Moment of truth here: deep down I'm actually a very shy person.
When we first started planning our wedding I think a lot of people expected me to want a big huge show because the Mrs. Beauty and the Bod you see on Instagram and Facebook are kind of exactly like that. In "real" life however I'm a MUCH more private person. I'm the last person who wants her picture taken at a party. I know that photos are a huge part of my communication tools and this business means the world to me so I suck it up and do it often!! Thank GOD for filters!!
When Matt proposed last September we were overwhelmingly happy. I am SO excited to marry him, he makes everyday a honeymoon. I could go on in multiple posts about why Matt is perfect for me but I'll save that for the vows! After the quick engagement glow was over (about 27.5 hours) it came time to plan the actual EVENT. We came up with 17 different concepts – cottage ceremony, hall, destination wedding, rent the neighbour's lawns, Matt's house, our condo, beach wedding, tent, etc. all the while I begged to elope probably about 261 times. I'm not joking.
There were a number of reasons why I wanted to keep the spotlight off me for our big day. One of them what that I felt, and honestly still feel, a huge amount of pressure to be a "beautiful bride". The expectations we place on the "perfect" bride today are absolutely so unhealthy. You'd think I'd be used to it and almost have this expectation be normalized because the industry I'm in kind of demands that of me every single day! Looking back I have realized that my anti-wedding views were incredibly selfish and my unrealistic expectation of "perfection" was 1000% based on my own pre-judgements. Matt has always been so great at reassuring me throughout this planning phase and multiple times he has suggested we simply have a naked wedding that way everyone could feel like I'm feeling. He's so great. And no we aren't doing that!
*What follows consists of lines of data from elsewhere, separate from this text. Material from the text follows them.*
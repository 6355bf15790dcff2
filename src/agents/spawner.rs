//! Agent subprocess lifecycle.
//!
//! The agent binary is opaque: it consumes the constructed prompt on stdin
//! and produces combined output on stdout/stderr. Non-zero exit means
//! failure; the output is never parsed semantically.

use serde::Serialize;
use std::io::{BufRead, BufReader, Write};
use std::path::Path;
use std::process::{Child, Command, Stdio};
use std::sync::atomic::{AtomicBool, Ordering};
use std::sync::{Arc, Mutex};
use std::thread;
use std::time::{Duration, Instant};

#[derive(Debug, thiserror::Error)]
pub enum SpawnError {
    #[error("Failed to spawn process: {0}")]
    SpawnFailed(#[from] std::io::Error),

    #[error("Process timed out after {0} seconds")]
    Timeout(u64),

    #[error("Process was cancelled")]
    Cancelled,

    #[error("Agent binary not found: {0}")]
    BinaryNotFound(String),
}

#[derive(Debug, Clone, Copy, PartialEq, Eq, Serialize)]
#[serde(rename_all = "lowercase")]
pub enum RunOutcome {
    Success,
    Error,
    Timeout,
    Cancelled,
}

impl RunOutcome {
    pub fn as_str(&self) -> &'static str {
        match self {
            RunOutcome::Success => "success",
            RunOutcome::Error => "error",
            RunOutcome::Timeout => "timeout",
            RunOutcome::Cancelled => "cancelled",
        }
    }
}

/// Shared cancellation flag observed by the wait loop.
#[derive(Clone, Default)]
pub struct CancelHandle {
    cancelled: Arc<AtomicBool>,
}

impl CancelHandle {
    pub fn new() -> Self {
        Self::default()
    }

    pub fn cancel(&self) {
        self.cancelled.store(true, Ordering::Relaxed);
    }

    pub fn is_cancelled(&self) -> bool {
        self.cancelled.load(Ordering::Relaxed)
    }
}

/// Handle to a running agent process.
#[derive(Debug)]
pub struct AgentProcess {
    child: Child,
}

impl AgentProcess {
    /// Spawn the agent binary with the prompt delivered on stdin. The write
    /// happens on its own thread so a non-reading child cannot block us.
    pub fn spawn(
        binary: &str,
        args: &[String],
        working_dir: &Path,
        prompt: &str,
    ) -> Result<Self, SpawnError> {
        let mut child = Command::new(binary)
            .args(args)
            .current_dir(working_dir)
            .stdin(Stdio::piped())
            .stdout(Stdio::piped())
            .stderr(Stdio::piped())
            .spawn()
            .map_err(|e| {
                if e.kind() == std::io::ErrorKind::NotFound {
                    SpawnError::BinaryNotFound(binary.to_string())
                } else {
                    SpawnError::SpawnFailed(e)
                }
            })?;

        if let Some(mut stdin) = child.stdin.take() {
            let payload = prompt.as_bytes().to_vec();
            thread::spawn(move || {
                if let Err(e) = stdin.write_all(&payload) {
                    tracing::debug!("Agent stdin write ended early: {}", e);
                }
                // Dropping stdin closes the pipe so the agent sees EOF.
            });
        }

        Ok(Self { child })
    }

    /// Wait for completion, honoring the timeout and cancellation flag.
    /// Returns the exit code and combined stdout+stderr output.
    pub fn wait(
        mut self,
        timeout: Option<Duration>,
        cancel: &CancelHandle,
    ) -> Result<(Option<i32>, String), SpawnError> {
        let output = Arc::new(Mutex::new(Vec::<String>::new()));

        let stdout_handle = self.child.stdout.take().map(|out| {
            let sink = output.clone();
            thread::spawn(move || read_lines(out, &sink))
        });
        let stderr_handle = self.child.stderr.take().map(|err| {
            let sink = output.clone();
            thread::spawn(move || read_lines(err, &sink))
        });

        let deadline = timeout.map(|t| Instant::now() + t);

        let join_readers = |stdout_handle: Option<thread::JoinHandle<()>>,
                            stderr_handle: Option<thread::JoinHandle<()>>| {
            if let Some(h) = stdout_handle {
                let _ = h.join();
            }
            if let Some(h) = stderr_handle {
                let _ = h.join();
            }
        };

        loop {
            if cancel.is_cancelled() {
                let _ = self.child.kill();
                let _ = self.child.wait();
                join_readers(stdout_handle, stderr_handle);
                return Err(SpawnError::Cancelled);
            }

            if let Some(deadline) = deadline {
                if Instant::now() >= deadline {
                    let _ = self.child.kill();
                    let _ = self.child.wait();
                    join_readers(stdout_handle, stderr_handle);
                    return Err(SpawnError::Timeout(timeout.unwrap().as_secs()));
                }
            }

            match self.child.try_wait() {
                Ok(Some(status)) => {
                    join_readers(stdout_handle, stderr_handle);
                    let combined = output
                        .lock()
                        .expect("output mutex poisoned")
                        .join("\n");
                    return Ok((status.code(), combined));
                }
                Ok(None) => {
                    thread::sleep(Duration::from_millis(50));
                }
                Err(e) => {
                    join_readers(stdout_handle, stderr_handle);
                    return Err(SpawnError::SpawnFailed(e));
                }
            }
        }
    }
}

fn read_lines<R: std::io::Read>(reader: R, sink: &Arc<Mutex<Vec<String>>>) {
    let reader = BufReader::new(reader);
    for line in reader.lines() {
        match line {
            Ok(content) => {
                sink.lock().expect("output mutex poisoned").push(content);
            }
            Err(_) => break,
        }
    }
}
Breaking my foot this summer was awful but in a lot of ways it was perfect timing because it reminded me that exercise is a gift and not a punishment tool for eating the wrong foods. I now look at working out as a bonus, a fun activity again because I love my body and I get to workout not because I need to in order to fix it. I'm sure that before I broke my foot I would have been running and working out like a MAD woman at this point leading up to the wedding. Now I'm WAY more at peace and actually grateful that at this point in my recovery I still need to take it easy!
As the day draws closer I'm becoming more and more excited about the wedding and I know it will be absolutely lovely. Throughout this entire process I have been overwhelmed by the love and support from both of our families - we were dealt golden hands there! My mom and sister have been an unstoppable force on the planning team! I can't wait to see it all!
I know that I've never been to a wedding with an anything but absolutely glowing bride and I'm looking forward to letting go of my own expectations and completely enjoying the moment. If you're about to get married or one day will I hope this post has reassured you in some way that this is totally normal to feel a huge amount of pressure to live up to "bridespectations". Listen, I get my picture taken half naked from time to time and to date nothing has been more daunting than a wedding gown! I'm sure you will look absolutely beautiful and let's remember it's the beautiful life beyond the wedding that really counts!